ISO 56001が導く「挑戦を支える仕組み」
企業の中で若手人材世代と旧来組織の間には、しばしば価値観や働き方のギャップが存在します。このギャップを放置すると、若手人材の早期離職や新規事業の停滞を招き、組織の持続的成長に大きな影響を及ぼします。
この課題を克服するための有効な枠組みのひとつが イノベーション・マネジメントシステム(IMS) です。ISO 56001(2024年)に代表される国際規格は、「若手の期待」と「組織の制度」を橋渡しする強力なツールとなり得ます。
1)失敗を資産化する仕組み
従来のマネジメントでは失敗は排除すべきものでした。しかしISO56001(イノベーション・マネジメントシステム)は「失敗を学習資源に変換する」ことを明確に示しています。若手人材にとっては挑戦が正当に評価される土壌となり、旧来組織にとっては失敗を組織知に転換できる安心感が生まれます。
2)評価基準の多元化
IMSでは成果だけでなく「学習のプロセス」も評価対象とされます。例えば、仮説検証の回数や学習成果がKPIに含まれるため、若手人材は挑戦の過程を評価され、旧来組織も定量的にマネジメントできます。
3)権限委譲の仕組み化
若手人材に自律性を与えつつ、重大リスクは組織が吸収する「ガードレール(安全枠組み)型の権限委譲」を制度化できます。これにより、若手人材は自由に挑戦でき、旧来組織も安心して見守ることが可能になります。
4)心理的安全性の醸成
IMSは「オープンな文化」を重視します。
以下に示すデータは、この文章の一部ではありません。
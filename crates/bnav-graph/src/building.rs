//! Read-only building model: the narrow interface through which externally
//! generated geometry is consumed.
//!
//! This crate never creates geometry.  The caller (a building generator, a
//! level loader, a test fixture) describes rooms, doors, stairwells, and the
//! optional ramp through [`BuildingMapBuilder`]; everything here is lookup.
//!
//! # Spatial index
//!
//! An R-tree (via `rstar`) over room bounding cubes answers "which room
//! contains this point" and "which rooms touch this cube" — the two queries
//! graph construction and the top-level planner need on every call.

use rstar::{PointDistance, RTree, RTreeObject, AABB};

use bnav_core::{Axis, BCube, DoorId, Point3, RoomId};

// ── Building elements ─────────────────────────────────────────────────────────

/// One room, as supplied by the geometry collaborator.
#[derive(Clone, Debug)]
#[cfg_attr(feature = "serde", derive(serde::Serialize, serde::Deserialize))]
pub struct Room {
    pub bcube: BCube,
    /// Hallways connect doorlessly to abutting hallways and get extra wall
    /// clearance during local routing.
    pub is_hallway: bool,
    /// Room has a door leading outside the building.
    pub has_exit: bool,
    /// Large unstructured open area (e.g. a warehouse floor).  Local routing
    /// falls back to the dense grid pathfinder when via-point search fails.
    pub is_open_area: bool,
    /// Index of the enclosing building part, used to bias destination points
    /// in non-rectangular rooms toward the part's geometric center.
    pub part: u32,
}

/// One door stack.  Doors are recorded once per vertical stack of floors;
/// state queries carry a z coordinate for per-floor applicability.
#[derive(Clone, Debug)]
#[cfg_attr(feature = "serde", derive(serde::Serialize, serde::Deserialize))]
pub struct Door {
    pub bcube: BCube,
    pub open: bool,
    pub locked: bool,
}

/// Straight stairs run bottom-to-top along `dim`; U-shaped stairs turn at a
/// mid-height landing and re-enter on the side they were entered from.
#[derive(Copy, Clone, PartialEq, Eq, Debug)]
#[cfg_attr(feature = "serde", derive(serde::Serialize, serde::Deserialize))]
pub enum StairShape {
    Straight,
    UShaped,
}

/// A stairwell connecting two floors.
#[derive(Clone, Debug)]
#[cfg_attr(feature = "serde", derive(serde::Serialize, serde::Deserialize))]
pub struct Stairwell {
    pub bcube: BCube,
    /// Horizontal axis the flights run along.
    pub dim: Axis,
    /// `true` if ascent moves toward +`dim`.  For U-shaped stairs this is the
    /// first flight; both entrances lie on the opposite end.
    pub dir: bool,
    pub shape: StairShape,
    /// Door guarding the stairwell entrance, if any.
    pub door: Option<DoorId>,
}

/// The building's single ramp, if it has one.  Geometrically a straight,
/// doorless connector.
#[derive(Clone, Debug)]
#[cfg_attr(feature = "serde", derive(serde::Serialize, serde::Deserialize))]
pub struct Ramp {
    pub bcube: BCube,
    pub dim: Axis,
    pub dir: bool,
}

// ── Door state ────────────────────────────────────────────────────────────────

/// Door open/lock state as seen by one path query.
///
/// Implemented by [`BuildingMap`] itself (stack-wide flags) and by callers
/// that track per-floor or per-agent door state externally; the `z` argument
/// identifies the floor being crossed.
pub trait DoorState {
    fn is_open(&self, door: DoorId, z: f32) -> bool;
    fn is_locked(&self, door: DoorId, z: f32) -> bool;
}

// ── R-tree room entry ─────────────────────────────────────────────────────────

/// Entry stored in the R-tree spatial index: a room's bounding cube.
#[derive(Clone)]
struct RoomEntry {
    lo: [f32; 3],
    hi: [f32; 3],
    id: RoomId,
}

impl RTreeObject for RoomEntry {
    type Envelope = AABB<[f32; 3]>;
    fn envelope(&self) -> Self::Envelope {
        AABB::from_corners(self.lo, self.hi)
    }
}

impl PointDistance for RoomEntry {
    /// Squared distance from `point` to the cube (0 inside).
    fn distance_2(&self, point: &[f32; 3]) -> f32 {
        self.envelope().distance_2(point)
    }
}

// ── BuildingMap ───────────────────────────────────────────────────────────────

/// Immutable view of one building's navigable geometry.
///
/// Do not construct directly; use [`BuildingMapBuilder`].
pub struct BuildingMap {
    parts: Vec<BCube>,
    rooms: Vec<Room>,
    doors: Vec<Door>,
    stairwells: Vec<Stairwell>,
    ramp: Option<Ramp>,
    room_idx: RTree<RoomEntry>,
}

impl BuildingMap {
    // ── Dimensions ────────────────────────────────────────────────────────

    pub fn room_count(&self) -> usize {
        self.rooms.len()
    }

    pub fn door_count(&self) -> usize {
        self.doors.len()
    }

    pub fn stairwell_count(&self) -> usize {
        self.stairwells.len()
    }

    pub fn has_ramp(&self) -> bool {
        self.ramp.is_some()
    }

    // ── Element access ────────────────────────────────────────────────────

    pub fn room(&self, id: RoomId) -> &Room {
        &self.rooms[id.index()]
    }

    pub fn rooms(&self) -> &[Room] {
        &self.rooms
    }

    pub fn door(&self, id: DoorId) -> &Door {
        &self.doors[id.index()]
    }

    pub fn doors(&self) -> &[Door] {
        &self.doors
    }

    pub fn stairwells(&self) -> &[Stairwell] {
        &self.stairwells
    }

    pub fn ramp(&self) -> Option<&Ramp> {
        self.ramp.as_ref()
    }

    /// Geometric center of a building part, or `None` for an unknown index.
    pub fn part_center(&self, part: u32) -> Option<Point3> {
        self.parts.get(part as usize).map(BCube::center)
    }

    // ── Spatial queries ───────────────────────────────────────────────────

    /// The room containing `p`, if any.  Ties (shared walls) resolve to the
    /// lowest room index for determinism.
    pub fn room_at(&self, p: Point3) -> Option<RoomId> {
        self.room_idx
            .locate_all_at_point(&[p.x, p.y, p.z])
            .map(|e| e.id)
            .min()
    }

    /// The room nearest to `p` within `max_dist`, for points that sit exactly
    /// on a wall or doorway line.
    pub fn nearest_room(&self, p: Point3, max_dist: f32) -> Option<RoomId> {
        let q = [p.x, p.y, p.z];
        self.room_idx
            .nearest_neighbor(&q)
            .filter(|e| e.distance_2(&q) <= max_dist * max_dist)
            .map(|e| e.id)
    }

    /// All rooms whose bounding cubes intersect `bc`, ascending by index.
    pub fn rooms_touching(&self, bc: &BCube) -> Vec<RoomId> {
        let env = AABB::from_corners(
            [bc.lo.x, bc.lo.y, bc.lo.z],
            [bc.hi.x, bc.hi.y, bc.hi.z],
        );
        let mut ids: Vec<RoomId> = self
            .room_idx
            .locate_in_envelope_intersecting(&env)
            .map(|e| e.id)
            .collect();
        ids.sort_unstable();
        ids
    }
}

/// Default door state: the stack-wide flags recorded on the map, applied to
/// every floor (`z` ignored).
impl DoorState for BuildingMap {
    fn is_open(&self, door: DoorId, _z: f32) -> bool {
        self.doors[door.index()].open
    }

    fn is_locked(&self, door: DoorId, _z: f32) -> bool {
        self.doors[door.index()].locked
    }
}

// ── BuildingMapBuilder ────────────────────────────────────────────────────────

/// Accumulates building geometry, then bulk-loads the spatial index in
/// [`build`](Self::build).
pub struct BuildingMapBuilder {
    parts: Vec<BCube>,
    rooms: Vec<Room>,
    doors: Vec<Door>,
    stairwells: Vec<Stairwell>,
    ramp: Option<Ramp>,
}

impl BuildingMapBuilder {
    pub fn new() -> Self {
        Self {
            parts: Vec::new(),
            rooms: Vec::new(),
            doors: Vec::new(),
            stairwells: Vec::new(),
            ramp: None,
        }
    }

    /// Add a building part (an outer footprint section) and return its index.
    pub fn add_part(&mut self, bcube: BCube) -> u32 {
        self.parts.push(bcube);
        (self.parts.len() - 1) as u32
    }

    pub fn add_room(&mut self, room: Room) -> RoomId {
        let id = RoomId(self.rooms.len() as u32);
        self.rooms.push(room);
        id
    }

    pub fn add_door(&mut self, door: Door) -> DoorId {
        let id = DoorId(self.doors.len() as u32);
        self.doors.push(door);
        id
    }

    pub fn add_stairwell(&mut self, stairs: Stairwell) {
        self.stairwells.push(stairs);
    }

    /// Set the building's ramp.  A building has at most one; a second call
    /// replaces the first.
    pub fn set_ramp(&mut self, ramp: Ramp) {
        self.ramp = Some(ramp);
    }

    /// Consume the builder and bulk-load the room R-tree (O(N log N), faster
    /// than N inserts).
    pub fn build(self) -> BuildingMap {
        let entries: Vec<RoomEntry> = self
            .rooms
            .iter()
            .enumerate()
            .map(|(i, r)| RoomEntry {
                lo: [r.bcube.lo.x, r.bcube.lo.y, r.bcube.lo.z],
                hi: [r.bcube.hi.x, r.bcube.hi.y, r.bcube.hi.z],
                id: RoomId(i as u32),
            })
            .collect();
        BuildingMap {
            parts: self.parts,
            rooms: self.rooms,
            doors: self.doors,
            stairwells: self.stairwells,
            ramp: self.ramp,
            room_idx: RTree::bulk_load(entries),
        }
    }
}

impl Default for BuildingMapBuilder {
    fn default() -> Self {
        Self::new()
    }
}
失敗を共有し、称賛する場を設けることで、若手は安心して発言でき、旧来組織もイノベーション活動を「リスク管理の枠内」で受け入れられるようになります。
組織の仕組みは「更新前提」
企業の仕組みは一度つくれば終わりではなく、社会や市場の変化に合わせて見直す必要があります。かつては制度を固定しても長く通用しましたが、今日のVUCA時代では数年、場合によっては数か月で古くなってしまうこともあります。そのため、仕組みを変えるサイクルはますます短くなっています。
変化に対応するには、顧客や市場だけでなく、従業員やこれから社会に出る若者の価値観の変化も捉える必要があります。変化を素早く察知し、組織内で情報を迅速に共有し、早く意思決定することが欠かせません。旧来型の階層的な組織では情報が伝わるのに時間がかかり、判断が遅れてしまいます。大切なのは、情報をオープンに扱い、現場と経営が素早く対話できる仕組みです。
さらに重要なのは「変化に気づく」だけでなく、「変化に適応し、新しい価値を生み出すまでの時間を短縮すること」です。そのためには、慎重な準備にこだわるのではなく、小さく試し、失敗から学びながら前進する方法が有効です。
こうした考え方を制度として支えるのが、国際規格 ISO 56001(イノベーション・マネジメントシステム) なのです。この規格は、失敗を学習資産として扱い、学びのプロセスを評価に組み込み、情報共有や迅速な意思決定を仕組み化します。また、権限委譲も整え、若手人材の挑戦と旧来組織の安定志向を結びつけます。
組織の仕組みは固定するものではなく、常に変化に合わせて更新していくもの。ISO 56001は、その前提を実現するための実践的な枠組みを提供しています。